Lone husbands partying in town

Bachelor Dancing

What you need to know:

The festive season is a time to celebrate with family. However, some men prefer to spend time alone while their families are in the village, as Gillian Nantume found out.

The festive season is a time of joy, a time to spread the love around especially within the family. At this time, the turbulent waves of marital woes that assail some marriages have crested, enough for the white flag of truce to be raised. It is quite possible to gauge the state of a relationship during this mad season. Mad, because it brings out the best in some people, and quite often, the worst, in others.

It is normal that families will expect to spend the festive season together. Not so for Richard Barry. Being Irish, you would expect that time spent bonding with family meant everything to him. But he dreads the three weeks he has to spend in Gulu. 15 years of marriage, and he has had enough of bonding with his in-laws.

“If we had a home in the town, I wouldn’t feel so stifled and boxed in,” he says. ‘But we have to go deep down into the village. I am not even allowed to drive to town to get a decent drink.” What rankles is that none of his friends have any village to go to. They hang around town doing what ‘newly single’ married’ men do best – partying.

Well, last year Santa dropped an early present in his lap when his boss decided to fly out of the country for Christmas. “I had to work every day, throughout December; and with the accompanying bonus, there was no way my wife could stop me, even if she wanted to.”

With the appropriate remorseful look and much shaking of the head, Barry packed off his family and on the spur of the moment, spent his first night alone in a club. “It was the most exciting period of my life, it brought back my bachelor days to me. That first night is a memory I will give anything to relive again. Before long, I was going out every night.”

Apparently, his wife suspected as much and cut the holiday short by a week. By mid-December, Barry was still hopeful that he would give the village Christmas a miss this year as well.

Indeed it’s that season when the ‘summers’ appear on the scene again, to paint our hapless Kampala red. Again. Not to be left out, Simon Kagimu began planning for his trip in March, all the while, stressing to his wife the necessity of being prudent. According to him, it’s an unnecessary expense to bring the whole family back home for just a few days.

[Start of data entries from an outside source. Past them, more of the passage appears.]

//! Recursive directory sizing, the `du -sk` of this crate.

use std::collections::HashSet;
use std::os::unix::fs::MetadataExt;
use std::path::Path;
use std::time::{Duration, Instant};
use walkdir::WalkDir;

use super::size::{bytes_to_kb, disk_usage};
use super::{Measurement, SizeProbe};
use crate::error::ProbeError;
use crate::scanner::ScanWarning;

/// Measures subtrees by walking them and summing allocated blocks.
///
/// Symlinks are never followed and hard-linked files are counted once per
/// measurement. Entries that cannot be read are skipped and reported.
#[derive(Debug, Clone, Default)]
pub struct FsSizeProbe {
    timeout: Option<Duration>,
}

impl FsSizeProbe {
    pub fn new() -> Self {
        Self::default()
    }

    /// Stop measuring after `timeout` and report an approximate size.
    pub fn with_timeout(timeout: Option<Duration>) -> Self {
        Self { timeout }
    }
}

impl SizeProbe for FsSizeProbe {
    fn measure(&self, path: &Path) -> Result<Measurement, ProbeError> {
        match std::fs::symlink_metadata(path) {
            Ok(_) => {}
            Err(e) if e.kind() == std::io::ErrorKind::NotFound => {
                return Err(ProbeError::Vanished(path.to_path_buf()));
            }
            Err(e) => {
                return Err(ProbeError::Unreadable {
                    path: path.to_path_buf(),
                    source: e,
                });
            }
        }

        let deadline = self.timeout.map(|t| Instant::now() + t);
        let mut measurement = Measurement::default();
        let mut bytes = 0u64;
        let mut seen_inodes: HashSet<(u64, u64)> = HashSet::new();

        for result in WalkDir::new(path).follow_links(false) {
            if deadline.is_some_and(|d| Instant::now() >= d) {
                tracing::debug!(path = %path.display(), "Size probe timed out");
                measurement.approximate = true;
                break;
            }

            let entry = match result {
                Ok(e) => e,
                Err(err) => {
                    let at = err.path().unwrap_or(path).to_path_buf();
                    match err.io_error() {
                        Some(io) => measurement.skipped.push(ScanWarning::from_io(&at, io)),
                        None => measurement.skipped.push(ScanWarning::new(
                            at,
                            crate::scanner::WarningReason::Unreadable(err.to_string()),
                        )),
                    }
                    continue;
                }
            };

            let metadata = match entry.metadata() {
                Ok(m) => m,
                Err(err) => {
                    if let Some(io) = err.io_error() {
                        measurement.skipped.push(ScanWarning::from_io(entry.path(), io));
                    }
                    continue;
                }
            };

            if metadata.is_file()
                && metadata.nlink() > 1
                && !seen_inodes.insert((metadata.dev(), metadata.ino()))
            {
                continue;
            }

            bytes += disk_usage(&metadata);
        }

        measurement.size_kb = bytes_to_kb(bytes);
        Ok(measurement)
    }
}

#[cfg(test)]
mod tests {
    use super::*;
    use std::fs;
    use tempfile::TempDir;

    #[test]
    fn test_measure_counts_files() {
        let tmp = TempDir::new().unwrap();
        fs::write(tmp.path().join("a.bin"), vec![1u8; 64 * 1024]).unwrap();
        fs::create_dir(tmp.path().join("sub")).unwrap();
        fs::write(tmp.path().join("sub/b.bin"), vec![1u8; 64 * 1024]).unwrap();

        let m = FsSizeProbe::new().measure(tmp.path()).unwrap();
        assert!(m.size_kb >= 128, "got {}", m.size_kb);
        assert!(!m.approximate);
        assert!(m.skipped.is_empty());
    }

    #[test]
    fn test_measure_missing_path_is_vanished() {
        let tmp = TempDir::new().unwrap();
        let err = FsSizeProbe::new()
            .measure(&tmp.path().join("gone"))
            .unwrap_err();
        assert!(matches!(err, ProbeError::Vanished(_)));
    }

    #[test]
    fn test_measure_does_not_follow_symlinks() {
        let tmp = TempDir::new().unwrap();
        let big = tmp.path().join("big");
        fs::create_dir(&big).unwrap();
        fs::write(big.join("data"), vec![1u8; 256 * 1024]).unwrap();
        let small = tmp.path().join("small");
        fs::create_dir(&small).unwrap();
        std::os::unix::fs::symlink(&big, small.join("link")).unwrap();

        let probe = FsSizeProbe::new();
        let big_kb = probe.measure(&big).unwrap().size_kb;
        let small_kb = probe.measure(&small).unwrap().size_kb;
        assert!(small_kb < big_kb);
    }

    #[test]
    fn test_measure_counts_hard_links_once() {
        let tmp = TempDir::new().unwrap();
        let dir = tmp.path().join("d");
        fs::create_dir(&dir).unwrap();
        fs::write(dir.join("one"), vec![1u8; 128 * 1024]).unwrap();

        let probe = FsSizeProbe::new();
        let before = probe.measure(&dir).unwrap().size_kb;
        fs::hard_link(dir.join("one"), dir.join("two")).unwrap();
        let after = probe.measure(&dir).unwrap().size_kb;
        assert_eq!(before, after);
    }

    #[test]
    fn test_zero_timeout_is_approximate() {
        let tmp = TempDir::new().unwrap();
        fs::write(tmp.path().join("a"), b"x").unwrap();

        let m = FsSizeProbe::with_timeout(Some(Duration::ZERO))
            .measure(tmp.path())
            .unwrap();
        assert!(m.approximate);
        assert_eq!(m.size_kb, 0);
    }
}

“We agreed that I would convey the suitcases of gifts to our relatives and friends,” he says. “When I jetted in, in November, I spent a week in the village visiting everyone that needed to be visited.” Since then, Kagimu has been stuck in Kampala. And like a black widow waits with cunning before tightly embracing its victim, so has the nightlife trapped him.

“At some point I am planning to go to the village for Christmas although I keep postponing the day. Man, that whole thing of spending the day with the zeeyis is not my thing.” So far, he has not yet made it beyond the outskirts of Kampala.

It is almost impossible for a woman to demand that her husband leaves her behind and goes to the village.
Benon Busiisa, a boda boda cyclist agrees. “I cannot allow my wife to remain in town while I go to the village with the children. In fact, if she suggested it I would immediately become suspicious of her intentions.” As he has always done, he will send them packing and remain to reap the proceeds of a fruitful festive season. And how does he handle the loneliness while his friends are enjoying with their families? “I go to the beach and make new friends. That is how I relax.”

On the other hand, Gloria Odwillo is in a dilemma. She has been going to the village every year but her children always come back with infections. “I am trying to convince my husband to go alone and leave us here. I don’t want to deal with four sick children in January. They need to develop enough immunity in their systems before we can brave the village again.”

Her husband is having none of it. He insists that his parents will miss his children, and because of his tight schedule, he has offered to drive them to the village so they do not get inconvenienced in the bus. Of course, he will spend the holidays alone, as he has always done.

Natural role
“Naturally, women are drawn to the hearth with stronger cords than men. That is why it is possible that more men will be found in hangout joints than women during this festive season. It is impossible for a woman to demand that her husband leaves her behind and goes to the village.